Por Silvana Melo
(APe).- Cepriano vivió apenas siete meses en una casita hecha de chapas, maderas y techo de nailon. Vivió apenas siete meses en Sáenz Peña, un pueblo del Chaco, junto a sus cuatro hermanos. Una vida cortita, desdeñada. De la que el mundo podía prescindir, indolente. Sin darse cuenta de que el universo se altera en su equilibrio cuando falta una pieza del cuidadosamente delineado rompecabezas de la vida. Aunque esa pieza sea una piecita ignota, habitante de los arrabales del mundo, alojada en el olvido, devorada por el fuego del desamparo. Víctima de la ola de inseguridad -por el hambre, por el frío, por la tos, por el agua mala, por las llamas imparables- que asuela a la infancia en las cuevas feudales del norte. En las salamancas, donde demonios y brujas tejen los destinos. Y bajan a la Gran Capital vestidos de traje, maquillaje altivo y uñas de color.
El 16 de setiembre a las diez y media de la noche Cepriano se durmió sin saber que su vida terminaría ahí no más, a la vuelta de la esquina de una cuadra sin esquina. En la puerta de una casucha sin puerta. Dicen que su madre fue a buscar azúcar.
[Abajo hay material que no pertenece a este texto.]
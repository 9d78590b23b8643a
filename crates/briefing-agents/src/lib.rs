//! Weekly intelligence pipeline: everything that talks to the outside world.
//!
//! The deterministic pieces (parser, checkpoint store, formatter) live in
//! `briefing_core`; this crate wires them to HTTP fetchers, an
//! OpenAI-compatible model endpoint and the seven-phase orchestrator.

pub mod config;
pub mod consolidator;
pub mod etl;
pub mod generator;
pub mod llm;
pub mod orchestrator;
pub mod prompts;
pub mod summary;
pub mod synthesizer;

pub use config::RunConfig;
pub use orchestrator::{PhaseOrchestrator, PhaseServices, RunContext};
pub use summary::RunSummary;
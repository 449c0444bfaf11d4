//! Triage CLI - command line and GitHub Action entry point
//!
//! Moves unassigned issues and pull requests from an "open" status to a new
//! status on a GitHub project board.

mod commands;
mod output;

use std::process::ExitCode;

use clap::{Parser, Subcommand};
use tracing_subscriber::{fmt, prelude::*, EnvFilter};
use triage_core::{Config, Secrets};

use commands::RunArgs;

/// Triage: keep project board statuses in step with issue activity
#[derive(Parser, Debug)]
#[command(name = "triage")]
#[command(author, version, about, long_about = None)]
struct Cli {
    /// Enable verbose output
    #[arg(short, long, global = true)]
    verbose: bool,

    /// GraphQL endpoint (overrides config and env)
    #[arg(long, global = true)]
    api_url: Option<String>,

    #[command(subcommand)]
    command: Option<Commands>,
}

#[derive(Subcommand, Debug)]
enum Commands {
    /// Update the status of the item that triggered the workflow
    #[command(visible_alias = "r")]
    Run(RunArgs),

    /// Show current configuration
    Config {
        /// Create a secrets file template if none exists
        #[arg(long)]
        init_secrets: bool,
    },

    /// Show version information
    Version,
}

#[tokio::main(flavor = "current_thread")]
async fn main() -> ExitCode {
    let cli = Cli::parse();

    // Logs go to stderr; stdout carries workflow commands
    let default_level = if cli.verbose { "debug" } else { "info" };
    tracing_subscriber::registry()
        .with(fmt::layer().with_writer(std::io::stderr))
        .with(
            EnvFilter::try_from_default_env().unwrap_or_else(|_| EnvFilter::new(default_level)),
        )
        .init();

    match run(cli).await {
        Ok(()) => ExitCode::SUCCESS,
        Err(err) => {
            let message = format!("{:#}", err);
            tracing::error!(error = %message, "triage failed");
            println!("{}", output::error_command(&message));
            ExitCode::FAILURE
        }
    }
}

async fn run(cli: Cli) -> anyhow::Result<()> {
    match cli.command {
        Some(Commands::Run(args)) => {
            let config = Config::load_with_overrides(cli.api_url)?;
            if cli.verbose {
                tracing::debug!(
                    api_url = %config.github.api_url,
                    timeout = ?config.github.timeout,
                    "Configuration loaded"
                );
            }
            args.execute(&config).await?;
        }
        Some(Commands::Config { init_secrets }) => {
            let config = Config::load_with_overrides(cli.api_url)?;
            print_config(&config);
            if init_secrets {
                let path = Secrets::create_template()?;
                println!();
                println!("Created secrets template at {}", path.display());
            }
        }
        Some(Commands::Version) => {
            println!("triage {}", env!("CARGO_PKG_VERSION"));
        }
        None => {
            println!("Triage - project board status automation");
            println!();
            println!("Use --help for usage information");
        }
    }

    Ok(())
}

fn print_config(config: &Config) {
    println!("Triage Configuration");
    println!("====================");
    println!();
    println!("GitHub Settings:");
    println!("  api_url: {}", config.github.api_url);
    println!("  timeout: {:?}", config.github.timeout);
    println!();

    let files = [
        ("Config file", Config::default_config_path()),
        ("Secrets file", Secrets::default_secrets_path()),
    ];
    for (label, path) in files {
        if let Some(path) = path {
            println!("{}: {}", label, path.display());
            if path.exists() {
                println!("  (exists)");
            } else {
                println!("  (not found - using defaults)");
            }
        }
    }
}
#[cfg(test)]
mod tests {
    use super::*;
    use mockito::Matcher;
    use triage_core::GitHubConfig;

    fn client_for(server: &mockito::ServerGuard) -> GitHubClient {
        let config = GitHubConfig {
            api_url: format!("{}/graphql", server.url()),
            ..GitHubConfig::default()
        };
        GitHubClient::new("ghp_test", &config).unwrap()
    }

    #[test]
    fn test_project_query_uses_owner_field() {
        let org = ProjectReference::parse("github.com/orgs/acme/projects/7").unwrap();
        assert!(project_id_query(&org).contains("owner: organization(login: $owner)"));

        let user = ProjectReference::parse("github.com/users/jdoe/projects/3").unwrap();
        assert!(project_id_query(&user).contains("owner: user(login: $owner)"));
    }

    #[tokio::test]
    async fn test_get_project_id() {
        let mut server = mockito::Server::new_async().await;
        let mock = server
            .mock("POST", "/graphql")
            .match_body(Matcher::AllOf(vec![
                Matcher::Regex(r"organization\(login".to_string()),
                Matcher::PartialJson(json!({ "variables": { "owner": "acme", "number": 7 } })),
            ]))
            .with_status(200)
            .with_body(r#"{"data":{"owner":{"projectV2":{"id":"PVT_kwDOA"}}}}"#)
            .create_async()
            .await;

        let client = client_for(&server);
        let project = ProjectReference::parse("https://github.com/orgs/acme/projects/7").unwrap();
        let id = client.project_id(&project).await.unwrap();

        assert_eq!(id, ProjectId::new("PVT_kwDOA"));
        mock.assert_async().await;
    }

    #[tokio::test]
    async fn test_get_project_id_not_found() {
        let mut server = mockito::Server::new_async().await;
        server
            .mock("POST", "/graphql")
            .with_status(200)
            .with_body(r#"{"data":{"owner":{"projectV2":null}}}"#)
            .create_async()
            .await;

        let client = client_for(&server);
        let project = ProjectReference::parse("github.com/users/jdoe/projects/3").unwrap();
        let err = client.project_id(&project).await.unwrap_err();

        assert_eq!(err.to_string(), "user jdoe project #3 not found");
    }

    #[tokio::test]
    async fn test_get_linked_items() {
        let mut server = mockito::Server::new_async().await;
        let mock = server
            .mock("POST", "/graphql")
            .match_body(Matcher::PartialJson(json!({
                "variables": { "nodeId": "I_kwDOissue", "field": "Status" }
            })))
            .with_status(200)
            .with_body(
                r#"{"data":{"node":{"projectItems":{"nodes":[
                    {
                        "id": "PVTI_1",
                        "project": { "id": "PVT_kwDOA" },
                        "fieldValueByName": {
                            "name": "Todo",
                            "field": {
                                "id": "PVTSSF_status",
                                "options": [
                                    { "id": "f75ad846", "name": "Todo" },
                                    { "id": "47fc9ee4", "name": "In Progress" }
                                ]
                            }
                        }
                    },
                    {
                        "id": "PVTI_2",
                        "project": { "id": "PVT_other" },
                        "fieldValueByName": null
                    }
                ]}}}}"#,
            )
            .create_async()
            .await;

        let client = client_for(&server);
        let items = client.linked_items("I_kwDOissue").await.unwrap();

        assert_eq!(items.len(), 2);
        let status = items[0].status.as_ref().unwrap();
        assert_eq!(items[0].item_id, "PVTI_1");
        assert_eq!(items[0].project_id, ProjectId::new("PVT_kwDOA"));
        assert_eq!(status.status_name, "Todo");
        assert_eq!(status.field_id, "PVTSSF_status");
        assert_eq!(status.option_id("In Progress"), Some("47fc9ee4"));
        assert!(items[1].status.is_none());
        mock.assert_async().await;
    }

    #[tokio::test]
    async fn test_linked_items_for_other_node_type_is_empty() {
        let mut server = mockito::Server::new_async().await;
        server
            .mock("POST", "/graphql")
            .with_status(200)
            .with_body(r#"{"data":{"node":{}}}"#)
            .create_async()
            .await;

        let client = client_for(&server);
        assert!(client.linked_items("D_discussion").await.unwrap().is_empty());
    }

    #[tokio::test]
    async fn test_linked_items_unknown_node() {
        let mut server = mockito::Server::new_async().await;
        server
            .mock("POST", "/graphql")
            .with_status(200)
            .with_body(r#"{"data":{"node":null}}"#)
            .create_async()
            .await;

        let client = client_for(&server);
        let err = client.linked_items("I_gone").await.unwrap_err();
        assert!(err.to_string().contains("I_gone"));
    }

    #[tokio::test]
    async fn test_non_single_select_value_has_no_status() {
        let mut server = mockito::Server::new_async().await;
        server
            .mock("POST", "/graphql")
            .with_status(200)
            .with_body(
                r#"{"data":{"node":{"projectItems":{"nodes":[
                    { "id": "PVTI_1", "project": { "id": "PVT_1" }, "fieldValueByName": {} }
                ]}}}}"#,
            )
            .create_async()
            .await;

        let client = client_for(&server);
        let items = client.linked_items("I_1").await.unwrap();
        assert_eq!(items.len(), 1);
        assert!(items[0].status.is_none());
    }

    #[tokio::test]
    async fn test_set_status() {
        let mut server = mockito::Server::new_async().await;
        let mock = server
            .mock("POST", "/graphql")
            .match_body(Matcher::AllOf(vec![
                Matcher::Regex("updateProjectV2ItemFieldValue".to_string()),
                Matcher::PartialJson(json!({
                    "variables": {
                        "projectId": "PVT_kwDOA",
                        "itemId": "PVTI_1",
                        "fieldId": "PVTSSF_status",
                        "optionId": "47fc9ee4"
                    }
                })),
            ]))
            .with_status(200)
            .with_body(
                r#"{"data":{"updateProjectV2ItemFieldValue":{"projectV2Item":{
                    "id": "PVTI_1",
                    "fieldValueByName": { "name": "In Progress" }
                }}}}"#,
            )
            .create_async()
            .await;

        let client = client_for(&server);
        let update = StatusUpdate {
            project_id: ProjectId::new("PVT_kwDOA"),
            item_id: "PVTI_1".to_string(),
            field_id: "PVTSSF_status".to_string(),
            option_id: "47fc9ee4".to_string(),
            value: "In Progress".to_string(),
        };
        let name = client.update_status(&update).await.unwrap();

        assert_eq!(name, "In Progress");
        mock.assert_async().await;
    }

    #[tokio::test]
    async fn test_set_status_rejected() {
        let mut server = mockito::Server::new_async().await;
        server
            .mock("POST", "/graphql")
            .with_status(200)
            .with_body(
                r#"{"data":{"updateProjectV2ItemFieldValue":null},
                    "errors":[{"message":"The single select option Id does not belong to the field"}]}"#,
            )
            .create_async()
            .await;

        let client = client_for(&server);
        let update = StatusUpdate {
            project_id: ProjectId::new("PVT_kwDOA"),
            item_id: "PVTI_1".to_string(),
            field_id: "PVTSSF_status".to_string(),
            option_id: "bogus".to_string(),
            value: "Bogus".to_string(),
        };
        let err = client.update_status(&update).await.unwrap_err();
        assert!(err.to_string().contains("does not belong to the field"));
    }
}
//! CLI command implementations

pub mod run;

pub use run::RunArgs;
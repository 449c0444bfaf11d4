//! GraphQL request execution

use serde::de::DeserializeOwned;
use serde::Deserialize;
use serde_json::json;
use tracing::debug;

use crate::{Error, GitHubClient, Result};

/// GraphQL query response wrapper
#[derive(Debug, Deserialize)]
struct GraphQLResponse<T> {
    data: Option<T>,
    errors: Option<Vec<GraphQLError>>,
}

/// GraphQL error
#[derive(Debug, Deserialize)]
struct GraphQLError {
    message: String,
}

impl GitHubClient {
    /// Execute a GraphQL query or mutation
    ///
    /// Any entry in `errors` fails the call, even when partial data came back.
    pub(crate) async fn graphql_query<T: DeserializeOwned>(
        &self,
        query: &str,
        variables: &serde_json::Value,
    ) -> Result<T> {
        let request_body = json!({
            "query": query,
            "variables": variables,
        });

        debug!(api_url = %self.api_url(), "Sending GraphQL request");

        let response = self
            .http()
            .post(self.api_url())
            .bearer_auth(self.token())
            .json(&request_body)
            .send()
            .await
            .map_err(|e| self.transport_error(e))?;

        if !response.status().is_success() {
            let status = response.status().as_u16();
            let body = response
                .text()
                .await
                .unwrap_or_else(|_| "Unable to read response".to_string());
            return Err(Error::Status { status, body });
        }

        let graphql_response: GraphQLResponse<T> = response
            .json()
            .await
            .map_err(|e| Error::Parse(format!("Failed to parse GraphQL response: {}", e)))?;

        if let Some(errors) = graphql_response.errors.filter(|e| !e.is_empty()) {
            return Err(Error::GraphQl(
                errors.into_iter().map(|e| e.message).collect(),
            ));
        }

        graphql_response
            .data
            .ok_or_else(|| Error::MissingData("GraphQL response missing data".to_string()))
    }
}
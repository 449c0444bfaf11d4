//! The `run` command: one status update for one triggering event

use std::path::{Path, PathBuf};

use anyhow::Context;
use clap::Args;
use tracing::info;
use triage_core::{Config, Inputs, Outcome, Secrets, StatusUpdater, TriggerEvent};
use triage_github::GitHubClient;

use crate::output;

/// Inputs for a single run
///
/// Each flag falls back to the environment variable GitHub Actions sets for
/// the matching action input.
#[derive(Args, Debug)]
pub struct RunArgs {
    /// Project board URL, e.g. https://github.com/orgs/acme/projects/7
    #[arg(long, env = "INPUT_PROJECT-URL")]
    pub project_url: Option<String>,

    /// GitHub token (falls back to GITHUB_TOKEN and the secrets file)
    #[arg(long, env = "INPUT_GITHUB-TOKEN", hide_env_values = true)]
    pub github_token: Option<String>,

    /// Status to move eligible items to
    #[arg(long, env = "INPUT_NEW-STATUS")]
    pub new_status: Option<String>,

    /// Status an item must have to be eligible
    #[arg(long, env = "INPUT_OPEN-STATUS")]
    pub open_status: Option<String>,

    /// Webhook payload of the triggering event
    #[arg(long, env = "GITHUB_EVENT_PATH")]
    pub event_path: Option<PathBuf>,

    /// File receiving step outputs (stdout when unset)
    #[arg(long, env = "GITHUB_OUTPUT")]
    pub output_path: Option<PathBuf>,

    /// Resolve everything but do not change the board
    #[arg(long)]
    pub dry_run: bool,
}

impl RunArgs {
    /// Execute the run command
    pub async fn execute(&self, config: &Config) -> anyhow::Result<()> {
        let inputs = self.inputs()?;

        let event_path = self.event_path.as_deref().context(
            "No event payload. Pass --event-path or run inside GitHub Actions (GITHUB_EVENT_PATH)",
        )?;
        let event = TriggerEvent::load_from_file(event_path)?;
        info!(
            number = event.number,
            kind = ?event.kind,
            owner = %event.repository_owner_login,
            "Processing #{}",
            event.number
        );

        let client = GitHubClient::new(inputs.github_token.clone(), &config.github)?;
        let outcome = StatusUpdater::new(client)
            .with_dry_run(self.dry_run)
            .run(&inputs, &event)
            .await?;

        self.publish(&outcome)
    }

    fn inputs(&self) -> anyhow::Result<Inputs> {
        let env_token = std::env::var("GITHUB_TOKEN").ok();

        // Only consult the secrets file when it can matter
        let secrets = if needs_secrets_file(self.github_token.as_deref(), env_token.as_deref()) {
            Secrets::load()?
        } else {
            Secrets::default()
        };

        Ok(Inputs::from_parts(
            self.project_url.clone(),
            self.github_token.clone(),
            self.new_status.clone(),
            self.open_status.clone(),
            &secrets,
        )?)
    }

    fn publish(&self, outcome: &Outcome) -> anyhow::Result<()> {
        let Some(field_name) = outcome.field_name() else {
            return Ok(());
        };
        publish_field_name(self.output_path.as_deref(), field_name)
    }
}

/// The secrets file is the last resort after the input and `GITHUB_TOKEN`
fn needs_secrets_file(input_token: Option<&str>, env_token: Option<&str>) -> bool {
    let present = |t: Option<&str>| t.is_some_and(|t| !t.trim().is_empty());
    !present(input_token) && !present(env_token)
}

fn publish_field_name(output_path: Option<&Path>, field_name: &str) -> anyhow::Result<()> {
    match output_path {
        Some(path) => output::append_output(path, "fieldName", field_name)
            .with_context(|| format!("Failed to write output to {}", path.display())),
        None => {
            let mut stdout = std::io::stdout().lock();
            output::write_output(&mut stdout, "fieldName", field_name)?;
            Ok(())
        }
    }
}
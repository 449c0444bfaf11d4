//! Error types for GitHub operations

use thiserror::Error;
use triage_core::RemoteError;

/// Result type for GitHub operations
pub type Result<T> = std::result::Result<T, Error>;

/// Errors that can occur during GitHub operations
#[derive(Error, Debug)]
pub enum Error {
    /// Transport-level failure
    #[error("GraphQL request failed: {0}")]
    Http(#[from] reqwest::Error),

    /// The request exceeded the configured timeout
    #[error("GraphQL request timed out after {0}s")]
    Timeout(u64),

    /// Non-success HTTP status
    #[error("GraphQL request failed with status {status}: {body}")]
    Status {
        /// HTTP status code
        status: u16,
        /// Response body, as far as it could be read
        body: String,
    },

    /// The response carried GraphQL errors
    #[error("GraphQL errors: {}", .0.join(", "))]
    GraphQl(Vec<String>),

    /// Parse error
    #[error("Parse error: {0}")]
    Parse(String),

    /// A field the query relies on was null or absent
    #[error("{0}")]
    MissingData(String),
}

impl From<Error> for RemoteError {
    fn from(err: Error) -> Self {
        RemoteError::new(err.to_string())
    }
}

#[cfg(test)]
mod tests {
    use super::*;

    #[test]
    fn test_graphql_errors_are_joined() {
        let err = Error::GraphQl(vec!["first".to_string(), "second".to_string()]);
        assert_eq!(err.to_string(), "GraphQL errors: first, second");
    }

    #[test]
    fn test_into_remote_error_keeps_message() {
        let remote: RemoteError = Error::Status {
            status: 401,
            body: "Bad credentials".to_string(),
        }
        .into();
        assert_eq!(
            remote.to_string(),
            "GraphQL request failed with status 401: Bad credentials"
        );
    }
}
O a hablar por teléfono. Pero no es importante.
No es importante la ausencia momentánea de la madre cuando el Estado los dejó solos a ella y a sus cinco niños en una tapera con techo de nailon que se enciende a la primera chispa. De un fuego aledaño que encendieron para cocinar porque adentro duermen y no hay lugar para otra cosa. Porque adentro no hay luz y la noche se refugia en la casilla para volver todo negro profundo y sin salida.
¿Los dejó solos el Estado? En el Chaco, donde los pueblos originarios se consumen encerrados en el pedacito de tierra que les conceden hasta que se apaguen. Donde la estructura clientelar no llega a la casa de Cepriano más que con los pibes subsidiados para la leche pero no para que otra vida sea posible. Donde ella seguramente no fue a votar el domingo pero además no era necesaria: el gobernador que gobernará ganó por el 55% de los votos. Trece más que su contendiente. El voto de ella hubiera sido uno más. Y no cambiaba la vida. Ni la de ella ni la de Cepriano, muerto el día anterior, en plena veda electoral.
¿Los dejó solos el Estado? ¿O los colocó en el lugar preciso de las piezas de descarte? En el barrio Ensanche Norte el fuego se veía como un faro en medio de la nada. Los diarios hablan de “la habitación” donde dormía el bebé. La choza no tenía habitaciones. Apenas cuatro chapas sostenidas en cuatro tirantes de madera que enganchan los extremos del nailon que es el techo, donde se embolsa el viento y hacia donde van las chispas, como las mariposas a la luz.
El 19 Cepriano murió. En el Instituto del Quemado de Buenos Aires. Pasó por el hospital de Sáenz Peña. Después a Resistencia. Y fue a morir a la capital.
Cepriano fue alguien un ratito, cuando su nombre apareció, como una vaquita de San Antonio, en un par de diarios del Chaco. Una vaquita que no llegó a atravesar los cinco dedos del sistema para ver si traía un poco de suerte a los destituidos de este mundo. O por lo menos a sus cuatro hermanos de 2, 4, 5 y 6 años que ahora no tienen ni casilla. Y vaya a saber dónde están, con quién, mientras a su madre alguien la llevará hoy de vuelta desde la capital con una cajita donde ahora duerme Cepriano.
Ella, que no tiene ni nombre en las crónicas, seguirá siendo nadie en las orillas del Chaco. Allí donde la gente se cae de la vida a veces. En la provincia del desempleo cero. De los indicadores que desconocen el hambre. De los Ceprianos que se mueren arrasados por el abandono, la indigencia y el fuego. Y de cuya muerte se culpará a su madre, por aquello de la delgadez por donde se corta el hilo.
Habrá que ver de qué se viste la esperanza si es que baja a Buenos Aires.
O tal vez se quede entrampada entre el nailon y las chapas en el barrio Ensanche Norte.